use crate::error::RouteError;
use crate::i18n::LocaleRegistry;
use crate::router::{
    AssembleOptions, MatchContext, MatchOutcome, Params, Route, RouteStack,
};

/// A route with child routes.
///
/// The parent route matches first; a child match is accepted only when
/// parent and child together consume the rest of the path. With
/// `may_terminate` the parent alone may also match the full path.
pub struct Part {
    route: Box<dyn Route>,
    may_terminate: bool,
    children: RouteStack,
}

impl Part {
    pub fn new(route: impl Route + 'static, may_terminate: bool) -> Self {
        Self {
            route: Box::new(route),
            may_terminate,
            children: RouteStack::new(),
        }
    }

    pub fn with_child(mut self, name: impl Into<String>, route: impl Route + 'static) -> Self {
        self.children.add_route(name, route);
        self
    }
}

impl Route for Part {
    fn match_path(&self, cx: &MatchContext<'_>, offset: usize) -> Option<MatchOutcome> {
        let mut parent = match self.route.match_path(cx, offset)? {
            MatchOutcome::Match(parent) => parent,
            redirect @ MatchOutcome::Redirect(_) => return Some(redirect),
        };

        let path_length = cx.request.path().len();
        let next_offset = offset + parent.length();

        if self.may_terminate && next_offset == path_length {
            return Some(MatchOutcome::Match(parent));
        }

        match self
            .children
            .match_at(cx, next_offset, Some(path_length - next_offset))?
        {
            MatchOutcome::Match(child) => {
                parent.merge(child);
                Some(MatchOutcome::Match(parent))
            }
            redirect @ MatchOutcome::Redirect(_) => Some(redirect),
        }
    }

    fn assemble(
        &self,
        params: &Params,
        options: &AssembleOptions,
        registry: Option<&LocaleRegistry>,
    ) -> Result<String, RouteError> {
        let mut path = self.route.assemble(params, options, registry)?;
        if options.name.is_some() {
            path.push_str(&self.children.assemble(params, options, registry)?);
        }
        Ok(path)
    }

    fn children(&self) -> Option<&RouteStack> {
        Some(&self.children)
    }
}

○ ○ ○ ○ ○

• **Try it**
Repeat, word for word, all of the data shown above.

• **Output below**
use crate::error::RouteError;
use crate::i18n::LocaleRegistry;
use crate::router::{
    AssembleOptions, MatchContext, MatchOutcome, Params, Route, RouteStack,
};

/// A route with child routes.
///
/// The parent route matches first; a child match is accepted only when
/// parent and child together consume the rest of the path. With
/// `may_terminate` the parent alone may also match the full path.
pub struct Part {
    route: Box<dyn Route>,
    may_terminate: bool,
    children: RouteStack,
}

impl Part {
    pub fn new(route: impl Route + 'static, may_terminate: bool) -> Self {
        Self {
            route: Box::new(route),
            may_terminate,
            children: RouteStack::new(),
        }
    }

    pub fn with_child(mut self, name: impl Into<String>, route: impl Route + 'static) -> Self {
        self.children.add_route(name, route);
        self
    }
}

impl Route for Part {
    fn match_path(&self, cx: &MatchContext<'_>, offset: usize) -> Option<MatchOutcome> {
        let mut parent = match self.route.match_path(cx, offset)? {
            MatchOutcome::Match(parent) => parent,
            redirect @ MatchOutcome::Redirect(_) => return Some(redirect),
        };

        let path_length = cx.request.path().len();
        let next_offset = offset + parent.length();

        if self.may_terminate && next_offset == path_length {
            return Some(MatchOutcome::Match(parent));
        }

        match self
            .children
            .match_at(cx, next_offset, Some(path_length - next_offset))?
        {
            MatchOutcome::Match(child) => {
                parent.merge(child);
                Some(MatchOutcome::Match(parent))
            }
            redirect @ MatchOutcome::Redirect(_) => Some(redirect),
        }
    }

    fn assemble(
        &self,
        params: &Params,
        options: &AssembleOptions,
        registry: Option<&LocaleRegistry>,
    ) -> Result<String, RouteError> {
        let mut path = self.route.assemble(params, options, registry)?;
        if options.name.is_some() {
            path.push_str(&self.children.assemble(params, options, registry)?);
        }
        Ok(path)
    }

    fn children(&self) -> Option<&RouteStack> {
        Some(&self.children)
    }
}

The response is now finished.